In this context, what happened in the Greenwood district of Tulsa 100 years ago this week needs to be remembered and understood. Tulsa was a racially segregated city and African Americans were, by legislation, effectively disenfranchised. Unable to vote, they were disqualified from jury service and from state employment. Woodrow Wilson, the would-be champion of the League of Nations and the proponent of self-determination for the post-imperial Europeans, was himself a rigid segregationist. Teddy Roosevelt had invited an African American man to dine at the White House during his term as president and caused considerable scandal among large portions of white America.

Racial tensions had flared up in American cities since the end of the first World War and Jim Crow laws were the norm in huge swathes of the US.

The KKK used its muscle to suppress trade unionism among America’s poor whites. Lynchings were common in Oklahoma, particularly among African American suspects. The African Americans in Tulsa lived in Greenwood and had created a relatively prosperous, if segregated, society there.

Pogrom

A 19-year-old African American shoeshine boy encountered a 17-year-old girl who was a lift operator in downtown Tulsa. It was reported that he had touched her arm and that she had screamed and panicked. Incited by a local inflammatory newspaper, the boy, Dick Rowland, was arrested and confrontation took place between armed crowds, whites who were suspected of wanting to lynch him and African Americans who wanted to prevent the lynching – outside the local sheriff’s jail.
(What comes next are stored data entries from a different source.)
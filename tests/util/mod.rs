// Copyright 2024-2026 Martin Pool

#![allow(dead_code)] // rustc doesn't understand they're used by multiple crates

//! Reusable utilities for zimbool integration tests.

use std::env;
use std::fs::{self, read_to_string, write};
use std::path::{Path, PathBuf};

use lazy_static::lazy_static;
use tempfile::TempDir;

lazy_static! {
    pub static ref MAIN_BINARY: PathBuf = assert_cmd::cargo::cargo_bin("zimbool");
}

/// Variables that appear in every test env file.
pub const SAMPLE_ENV: &str = "FOO=bar\nBAZ=qux\n";

/// Build a command for the zimbool binary, with no inherited `ZIMBOOL_*`
/// settings, running inside `dir`.
pub fn run_in(dir: &Path) -> assert_cmd::Command {
    let mut cmd = assert_cmd::Command::new(MAIN_BINARY.as_os_str());
    // Strip any options configured in the environment running these tests,
    // so that they don't cause unexpected behavior in the code under test.
    env::vars()
        .map(|(k, _v)| k)
        .filter(|k| {
            k.starts_with("ZIMBOOL_")
                || k == "GOOGLE_APPLICATION_CREDENTIALS"
                || k == "CLICOLOR_FORCE"
        })
        .for_each(|k| {
            cmd.env_remove(k);
        });
    cmd.current_dir(dir);
    cmd
}

/// A scratch directory holding `.env` and `sa.json`.
pub struct Workdir {
    pub tmp: TempDir,
}

impl Workdir {
    pub fn new() -> Workdir {
        let tmp = TempDir::with_prefix("zimbool-test-").unwrap();
        write(tmp.path().join(".env"), SAMPLE_ENV).unwrap();
        write(tmp.path().join("sa.json"), "{}\n").unwrap();
        Workdir { tmp }
    }

    pub fn path(&self) -> &Path {
        self.tmp.path()
    }

    pub fn run(&self) -> assert_cmd::Command {
        run_in(self.path())
    }

    pub fn write(&self, name: &str, content: &str) {
        write(self.path().join(name), content).unwrap();
    }

    pub fn remove(&self, name: &str) {
        fs::remove_file(self.path().join(name)).unwrap();
    }

    /// Path of the log the stub gcloud appends each invocation to.
    pub fn stub_log(&self) -> PathBuf {
        self.path().join("gcloud.log")
    }

    /// Lines logged by the stub gcloud, or empty if it never ran.
    pub fn stub_calls(&self) -> Vec<String> {
        read_to_string(self.stub_log())
            .map(|log| log.lines().map(str::to_owned).collect())
            .unwrap_or_default()
    }

    /// Install a fake gcloud in `bin/` and return its path.
    ///
    /// It logs its arguments, answers `config get-value project` with
    /// `$STUB_PROJECT` (default `stub-project`), and for `run services update`
    /// prints the credentials it was given, failing if `$STUB_FAIL` is set.
    #[cfg(unix)]
    pub fn install_stub_gcloud(&self) -> PathBuf {
        use std::os::unix::fs::PermissionsExt;

        let bin_dir = self.path().join("bin");
        fs::create_dir_all(&bin_dir).unwrap();
        let path = bin_dir.join("gcloud");
        let script = format!(
            r#"#!/bin/sh
echo "$*" >> "{log}"
if [ "$1" = "config" ]; then
  echo "${{STUB_PROJECT-stub-project}}"
  exit 0
fi
if [ "$1" = "run" ]; then
  echo "credentials=${{GOOGLE_APPLICATION_CREDENTIALS:-none}}"
  if [ -n "${{STUB_FAIL:-}}" ]; then
    echo "ERROR: (gcloud.run.services.update) PERMISSION_DENIED" >&2
    exit 1
  fi
  echo "Service [$4] has been updated."
  exit 0
fi
exit 2
"#,
            log = self.stub_log().display()
        );
        write(&path, script).unwrap();
        let mut permissions = fs::metadata(&path).unwrap().permissions();
        permissions.set_mode(0o755);
        fs::set_permissions(&path, permissions).unwrap();
        path
    }
}
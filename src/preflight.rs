// Copyright 2026 Martin Pool

//! Check that an update can be attempted: gcloud is installed, and both the
//! env file and the service account key exist.
//!
//! Every check runs even if an earlier one failed, so that all the problems
//! are reported together.

use camino::Utf8Path;
use tracing::debug;

use crate::console::print_check;
use crate::error::Error;
use crate::process::ProcessRunner;
use crate::Result;

/// The outcome of one check.
#[derive(Debug)]
pub struct Check {
    /// What was found, for the success line.
    pub description: String,
    pub failure: Option<Error>,
}

impl Check {
    pub fn passed(&self) -> bool {
        self.failure.is_none()
    }
}

/// Results of all preflight checks, in the order they ran.
#[derive(Debug)]
pub struct PreflightReport {
    pub checks: Vec<Check>,
}

impl PreflightReport {
    pub fn run(
        runner: &dyn ProcessRunner,
        tool: &str,
        env_file: &Utf8Path,
        service_account: &Utf8Path,
    ) -> PreflightReport {
        let tool_check = Check {
            description: format!("{tool} CLI is installed"),
            failure: runner.resolve(tool).err().map(|_| Error::ToolNotFound {
                tool: tool.to_owned(),
            }),
        };
        PreflightReport {
            checks: vec![
                tool_check,
                file_check("env file", env_file),
                file_check("service account file", service_account),
            ],
        }
    }

    pub fn passed(&self) -> bool {
        self.checks.iter().all(Check::passed)
    }

    /// Ok if every check passed, otherwise an error holding all the failures.
    pub fn into_result(self) -> Result<()> {
        let failures: Vec<Error> = self
            .checks
            .into_iter()
            .filter_map(|check| check.failure)
            .collect();
        if failures.is_empty() {
            Ok(())
        } else {
            Err(Error::PreflightFailed { failures }.into())
        }
    }
}

fn file_check(what: &'static str, path: &Utf8Path) -> Check {
    let failure = if path.exists() {
        None
    } else {
        Some(Error::FileNotFound {
            what,
            path: path.to_owned(),
        })
    };
    Check {
        description: format!("{what} found: {path}"),
        failure,
    }
}

/// Run all the checks, print one line for each, and fail if any failed.
pub fn preflight_check(
    runner: &dyn ProcessRunner,
    tool: &str,
    env_file: &Utf8Path,
    service_account: &Utf8Path,
) -> Result<()> {
    let report = PreflightReport::run(runner, tool, env_file, service_account);
    for check in &report.checks {
        print_check(check);
    }
    debug!(passed = report.passed(), "preflight checks done");
    report.into_result()
}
After a firefight between the crowds, 12 people lay dead and 24 hours of horrific communal violence ensued. The African American enclave of Greenwood was largely razed to the ground, 300 or more African Americans were killed and hundreds more injured and made homeless. Greenwood was surrounded and even bombed from the air. Businesses, schools, churches and the hospital were burned down and more than 10,000 people were made homeless.

This horrific racial pogrom is hard to credit at this distance in time. But it serves to remind us that lying under the comparative and highly imperfect peace in the US there lurks a caldera of volcanic magma which threatens to erupt all the time.

The constitutional guarantee of citizens’ rights to bear arms meant that both sides had the weapons to kill and threaten each other. Today the right to own assault rifles seems to be less concerned with resisting a Chinese or Russian invasion and to be more directed at subduing the internal enemy.

The inauguration day riot and the Proud Boys demonstrations happened this year. Trump hasn’t gone away. Republicans are still busy suppressing African American voters and claiming that Biden’s victory was a fraud.

They may recapture the White House in 3½ years’ time and the Senate next year. We have no reason to be complacent. Greenwood must be remembered. As must George Floyd.